> **YOUR TASK**
How many lines in the data below contain the word "Clone"? State only the number.

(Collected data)
* * * * *

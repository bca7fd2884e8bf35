#![warn(clippy::pedantic)]

mod clock;
mod config;
mod error;
mod extract;
mod route;
mod session;
mod template;
mod trace;


use std::net::SocketAddr;

use argon2::Argon2;
use axum::{extract::Request, ServiceExt};
use sqlx::sqlite::SqlitePoolOptions;
use tower::Layer;
use tower_http::normalize_path::NormalizePathLayer;

use crate::clock::Clock;

pub type Database = sqlx::Pool<sqlx::Sqlite>;
pub type AppState = State;

/// The shared application state.
///
/// This should contain all shared dependencies that handlers need to access,
/// such as a database connection pool, a hash configuration (if it's expensive to create),
/// or the clock handlers read the current time from.
#[derive(Clone, axum::extract::FromRef)]
pub struct State {
	pub database: Database,
	pub hasher: Argon2<'static>,
	pub clock: Clock,
	pub cookie: session::CookieOptions,
}

/// Errors that stop the server from starting.
#[derive(Debug, thiserror::Error)]
enum StartupError {
	#[error(transparent)]
	Config(#[from] config::Error),
	#[error(transparent)]
	Trace(#[from] trace::Error),
	#[error("database error: {0}")]
	Database(#[from] sqlx::Error),
	#[error("migration error: {0}")]
	Migrate(#[from] sqlx::migrate::MigrateError),
	#[error("io error: {0}")]
	Io(#[from] std::io::Error),
}

#[tokio::main]
async fn main() -> Result<(), StartupError> {
	dotenvy::dotenv().ok();

	let config = config::Config::from_env()?;
	let _guard = trace::init_tracing_subscriber(&config)?;

	let database = SqlitePoolOptions::new()
		.max_connections(config.max_connections)
		.connect(&config.database_url)
		.await?;

	sqlx::migrate!().run(&database).await?;

	let state = State {
		database,
		hasher: Argon2::default(),
		clock: Clock::System,
		cookie: session::CookieOptions {
			secure: config.secure_cookies,
		},
	};

	let app = NormalizePathLayer::trim_trailing_slash().layer(route::app(state));
	let address = SocketAddr::new(config.host, config.port);
	let listener = tokio::net::TcpListener::bind(address).await?;

	tracing::info!("listening on {}", address);

	axum::serve(listener, ServiceExt::<Request>::into_make_service(app)).await?;

	Ok(())
}
use uuid::Uuid;

pub const COOKIE_NAME: &str = "session";

/// Options applied to every session cookie.
#[derive(Debug, Clone, Copy, Default)]
pub struct CookieOptions {
	pub secure: bool,
}

/// Creates a session cookie with no expiry
pub fn create_cookie(session_id: Uuid, options: CookieOptions) -> cookie::Cookie<'static> {
	cookie::Cookie::build((COOKIE_NAME, session_id.to_string()))
		.secure(options.secure)
		.http_only(true)
		.same_site(cookie::SameSite::Lax)
		.path("/")
		.into()
}

/// Creates an empty session cookie used to invalidate a previous one
pub fn clear_cookie() -> cookie::Cookie<'static> {
	cookie::Cookie::build(COOKIE_NAME)
		.http_only(true)
		.path("/")
		.max_age(cookie::time::Duration::ZERO)
		.into()
}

* * * * *

> **RESPONSE FOR THIS EXERCISE**
2